> [Instructions for the task]: For the word "Constructs", tally the lines of the data that contain it and give the tally alone.

> [Listed entries]:
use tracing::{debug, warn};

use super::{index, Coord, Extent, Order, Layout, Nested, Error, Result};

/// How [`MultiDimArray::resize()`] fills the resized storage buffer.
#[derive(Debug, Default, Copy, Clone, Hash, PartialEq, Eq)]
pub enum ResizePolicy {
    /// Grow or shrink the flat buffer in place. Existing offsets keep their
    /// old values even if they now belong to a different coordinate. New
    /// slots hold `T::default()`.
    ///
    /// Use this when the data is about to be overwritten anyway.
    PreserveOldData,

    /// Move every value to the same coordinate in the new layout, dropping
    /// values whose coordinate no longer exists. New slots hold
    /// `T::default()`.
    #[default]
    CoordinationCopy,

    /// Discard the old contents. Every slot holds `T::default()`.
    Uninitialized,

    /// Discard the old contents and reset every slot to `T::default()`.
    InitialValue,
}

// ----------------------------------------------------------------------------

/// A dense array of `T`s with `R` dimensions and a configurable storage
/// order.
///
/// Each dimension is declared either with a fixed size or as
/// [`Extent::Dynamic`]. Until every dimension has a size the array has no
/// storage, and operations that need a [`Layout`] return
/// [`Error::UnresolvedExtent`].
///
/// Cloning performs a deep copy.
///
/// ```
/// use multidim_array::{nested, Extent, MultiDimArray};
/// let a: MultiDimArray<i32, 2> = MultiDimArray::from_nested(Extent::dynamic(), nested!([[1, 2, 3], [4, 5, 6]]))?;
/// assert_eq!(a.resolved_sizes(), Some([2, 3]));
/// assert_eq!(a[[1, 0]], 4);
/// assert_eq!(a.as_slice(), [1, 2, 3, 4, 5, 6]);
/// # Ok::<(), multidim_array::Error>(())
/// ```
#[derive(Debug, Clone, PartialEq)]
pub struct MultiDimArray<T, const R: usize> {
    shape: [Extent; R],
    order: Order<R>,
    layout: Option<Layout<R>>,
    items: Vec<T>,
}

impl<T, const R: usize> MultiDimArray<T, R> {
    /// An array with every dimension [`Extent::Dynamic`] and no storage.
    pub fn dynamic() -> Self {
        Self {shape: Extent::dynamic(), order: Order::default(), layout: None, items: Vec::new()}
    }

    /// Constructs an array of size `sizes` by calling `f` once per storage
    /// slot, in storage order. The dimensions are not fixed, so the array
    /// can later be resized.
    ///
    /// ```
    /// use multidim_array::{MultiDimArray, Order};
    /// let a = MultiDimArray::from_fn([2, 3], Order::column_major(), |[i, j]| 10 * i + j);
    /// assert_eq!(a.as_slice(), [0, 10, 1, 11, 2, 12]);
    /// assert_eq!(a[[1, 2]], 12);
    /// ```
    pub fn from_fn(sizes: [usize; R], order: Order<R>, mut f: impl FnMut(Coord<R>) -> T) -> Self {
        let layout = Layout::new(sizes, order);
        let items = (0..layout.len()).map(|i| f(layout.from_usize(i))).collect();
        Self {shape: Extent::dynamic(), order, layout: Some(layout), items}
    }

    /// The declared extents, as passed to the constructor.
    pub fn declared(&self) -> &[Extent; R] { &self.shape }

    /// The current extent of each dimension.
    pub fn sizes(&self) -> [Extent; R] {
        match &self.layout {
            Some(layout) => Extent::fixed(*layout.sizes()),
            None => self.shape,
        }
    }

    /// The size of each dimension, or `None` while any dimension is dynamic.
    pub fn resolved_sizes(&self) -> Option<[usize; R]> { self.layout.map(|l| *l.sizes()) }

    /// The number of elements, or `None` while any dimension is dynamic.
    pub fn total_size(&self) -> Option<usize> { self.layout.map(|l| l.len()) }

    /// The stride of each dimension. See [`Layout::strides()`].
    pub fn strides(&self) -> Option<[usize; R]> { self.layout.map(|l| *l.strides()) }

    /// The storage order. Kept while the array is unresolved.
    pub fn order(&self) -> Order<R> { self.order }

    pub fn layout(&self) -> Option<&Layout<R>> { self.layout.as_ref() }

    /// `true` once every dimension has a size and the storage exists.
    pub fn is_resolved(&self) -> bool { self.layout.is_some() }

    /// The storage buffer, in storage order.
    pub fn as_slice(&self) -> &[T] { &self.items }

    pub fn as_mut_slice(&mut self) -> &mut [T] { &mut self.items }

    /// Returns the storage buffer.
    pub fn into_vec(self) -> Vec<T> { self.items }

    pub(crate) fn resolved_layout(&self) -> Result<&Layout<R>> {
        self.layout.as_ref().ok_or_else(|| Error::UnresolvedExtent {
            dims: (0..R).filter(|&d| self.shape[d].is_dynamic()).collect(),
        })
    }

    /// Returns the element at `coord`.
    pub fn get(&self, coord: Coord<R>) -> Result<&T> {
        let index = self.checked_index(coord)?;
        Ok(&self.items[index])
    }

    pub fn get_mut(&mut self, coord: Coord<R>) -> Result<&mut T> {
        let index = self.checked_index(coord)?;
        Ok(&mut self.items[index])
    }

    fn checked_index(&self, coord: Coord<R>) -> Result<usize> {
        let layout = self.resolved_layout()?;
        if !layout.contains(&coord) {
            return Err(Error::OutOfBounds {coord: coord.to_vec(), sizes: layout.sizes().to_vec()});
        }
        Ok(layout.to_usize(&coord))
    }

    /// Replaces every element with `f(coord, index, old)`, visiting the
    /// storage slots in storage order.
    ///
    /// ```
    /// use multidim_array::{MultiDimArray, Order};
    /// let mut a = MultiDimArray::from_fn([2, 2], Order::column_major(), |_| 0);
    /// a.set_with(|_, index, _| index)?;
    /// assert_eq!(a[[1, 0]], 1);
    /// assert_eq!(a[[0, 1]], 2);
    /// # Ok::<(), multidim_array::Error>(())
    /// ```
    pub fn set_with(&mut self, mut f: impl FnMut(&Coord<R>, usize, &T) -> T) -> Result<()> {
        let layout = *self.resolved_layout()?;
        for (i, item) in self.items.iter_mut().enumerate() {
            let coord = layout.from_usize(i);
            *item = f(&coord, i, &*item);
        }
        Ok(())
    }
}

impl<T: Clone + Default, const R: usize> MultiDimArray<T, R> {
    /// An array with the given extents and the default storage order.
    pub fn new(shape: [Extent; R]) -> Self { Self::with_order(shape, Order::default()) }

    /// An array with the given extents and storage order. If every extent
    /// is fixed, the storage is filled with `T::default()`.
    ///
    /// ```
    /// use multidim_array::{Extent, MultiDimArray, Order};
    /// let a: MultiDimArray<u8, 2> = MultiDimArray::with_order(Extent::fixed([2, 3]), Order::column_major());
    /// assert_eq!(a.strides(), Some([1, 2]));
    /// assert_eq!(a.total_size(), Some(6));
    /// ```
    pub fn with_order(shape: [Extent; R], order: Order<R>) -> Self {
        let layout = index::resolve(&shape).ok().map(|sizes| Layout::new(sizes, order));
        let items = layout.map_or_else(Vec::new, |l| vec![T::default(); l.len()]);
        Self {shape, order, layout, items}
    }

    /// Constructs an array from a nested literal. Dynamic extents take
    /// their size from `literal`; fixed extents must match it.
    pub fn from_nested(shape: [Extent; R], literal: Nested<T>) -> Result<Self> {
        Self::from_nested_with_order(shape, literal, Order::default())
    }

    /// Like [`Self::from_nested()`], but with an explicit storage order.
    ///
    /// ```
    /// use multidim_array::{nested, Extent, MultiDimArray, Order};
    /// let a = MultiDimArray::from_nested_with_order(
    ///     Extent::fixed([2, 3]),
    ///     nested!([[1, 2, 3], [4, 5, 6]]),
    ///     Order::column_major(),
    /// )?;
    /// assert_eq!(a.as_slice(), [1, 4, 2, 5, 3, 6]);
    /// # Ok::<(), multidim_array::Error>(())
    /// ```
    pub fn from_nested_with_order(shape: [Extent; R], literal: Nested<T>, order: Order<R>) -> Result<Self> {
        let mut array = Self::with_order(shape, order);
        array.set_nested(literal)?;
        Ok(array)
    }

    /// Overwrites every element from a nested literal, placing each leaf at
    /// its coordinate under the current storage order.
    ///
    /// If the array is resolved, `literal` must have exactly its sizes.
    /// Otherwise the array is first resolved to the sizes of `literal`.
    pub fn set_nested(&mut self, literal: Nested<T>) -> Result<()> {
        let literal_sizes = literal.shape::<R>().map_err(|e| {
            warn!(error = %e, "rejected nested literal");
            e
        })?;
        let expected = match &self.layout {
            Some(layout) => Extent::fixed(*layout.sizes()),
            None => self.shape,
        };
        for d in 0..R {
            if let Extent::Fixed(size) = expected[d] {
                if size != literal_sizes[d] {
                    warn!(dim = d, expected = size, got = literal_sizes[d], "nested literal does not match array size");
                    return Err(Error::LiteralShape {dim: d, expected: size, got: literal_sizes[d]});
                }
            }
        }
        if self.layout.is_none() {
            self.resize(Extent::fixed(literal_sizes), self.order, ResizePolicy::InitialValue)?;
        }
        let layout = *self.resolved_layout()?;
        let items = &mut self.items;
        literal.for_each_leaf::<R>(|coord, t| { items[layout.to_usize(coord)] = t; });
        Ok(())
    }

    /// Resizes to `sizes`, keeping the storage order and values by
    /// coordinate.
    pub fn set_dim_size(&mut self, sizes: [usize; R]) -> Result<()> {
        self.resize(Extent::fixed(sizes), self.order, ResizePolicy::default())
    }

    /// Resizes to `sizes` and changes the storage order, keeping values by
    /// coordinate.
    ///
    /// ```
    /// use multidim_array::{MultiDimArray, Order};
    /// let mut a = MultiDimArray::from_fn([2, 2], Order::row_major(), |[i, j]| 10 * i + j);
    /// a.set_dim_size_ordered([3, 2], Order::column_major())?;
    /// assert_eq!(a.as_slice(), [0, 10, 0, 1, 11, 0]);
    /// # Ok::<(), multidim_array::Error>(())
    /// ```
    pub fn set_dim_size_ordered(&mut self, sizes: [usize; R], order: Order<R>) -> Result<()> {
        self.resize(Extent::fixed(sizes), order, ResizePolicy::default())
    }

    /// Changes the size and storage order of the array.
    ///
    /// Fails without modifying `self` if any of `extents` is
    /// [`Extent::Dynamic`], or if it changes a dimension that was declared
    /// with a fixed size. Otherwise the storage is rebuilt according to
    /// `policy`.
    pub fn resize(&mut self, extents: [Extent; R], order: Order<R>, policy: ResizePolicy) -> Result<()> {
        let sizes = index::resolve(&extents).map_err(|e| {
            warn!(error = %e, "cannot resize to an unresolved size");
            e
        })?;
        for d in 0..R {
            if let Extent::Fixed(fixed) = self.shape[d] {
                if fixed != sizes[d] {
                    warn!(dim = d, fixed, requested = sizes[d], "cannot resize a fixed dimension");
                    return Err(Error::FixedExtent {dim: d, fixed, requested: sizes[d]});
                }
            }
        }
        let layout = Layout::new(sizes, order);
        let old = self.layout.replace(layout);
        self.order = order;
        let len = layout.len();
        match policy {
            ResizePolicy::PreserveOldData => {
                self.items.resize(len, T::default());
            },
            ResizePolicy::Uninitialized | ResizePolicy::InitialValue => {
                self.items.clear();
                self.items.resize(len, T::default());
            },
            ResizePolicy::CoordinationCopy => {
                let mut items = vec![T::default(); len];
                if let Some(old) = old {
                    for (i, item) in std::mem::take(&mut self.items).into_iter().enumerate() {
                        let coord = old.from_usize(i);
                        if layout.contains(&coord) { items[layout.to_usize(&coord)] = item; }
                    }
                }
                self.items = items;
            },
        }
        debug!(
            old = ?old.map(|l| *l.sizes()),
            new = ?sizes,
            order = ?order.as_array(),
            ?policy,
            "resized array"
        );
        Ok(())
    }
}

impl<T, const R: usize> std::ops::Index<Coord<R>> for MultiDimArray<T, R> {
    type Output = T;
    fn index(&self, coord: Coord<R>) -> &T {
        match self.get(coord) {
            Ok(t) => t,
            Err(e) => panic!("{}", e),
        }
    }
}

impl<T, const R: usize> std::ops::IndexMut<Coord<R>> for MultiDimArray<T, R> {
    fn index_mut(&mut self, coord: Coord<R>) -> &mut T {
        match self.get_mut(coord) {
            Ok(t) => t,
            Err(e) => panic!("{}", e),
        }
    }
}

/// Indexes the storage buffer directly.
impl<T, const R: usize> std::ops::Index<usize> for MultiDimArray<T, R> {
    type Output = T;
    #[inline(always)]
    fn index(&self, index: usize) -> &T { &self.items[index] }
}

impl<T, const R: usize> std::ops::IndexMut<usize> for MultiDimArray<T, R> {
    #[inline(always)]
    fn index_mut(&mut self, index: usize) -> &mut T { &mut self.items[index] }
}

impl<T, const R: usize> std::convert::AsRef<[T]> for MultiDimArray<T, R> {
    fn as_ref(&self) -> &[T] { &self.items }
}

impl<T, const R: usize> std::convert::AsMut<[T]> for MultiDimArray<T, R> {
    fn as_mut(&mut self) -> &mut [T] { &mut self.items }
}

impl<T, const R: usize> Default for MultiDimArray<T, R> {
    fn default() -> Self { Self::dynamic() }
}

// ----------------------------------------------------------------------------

> [Solved problem]: 2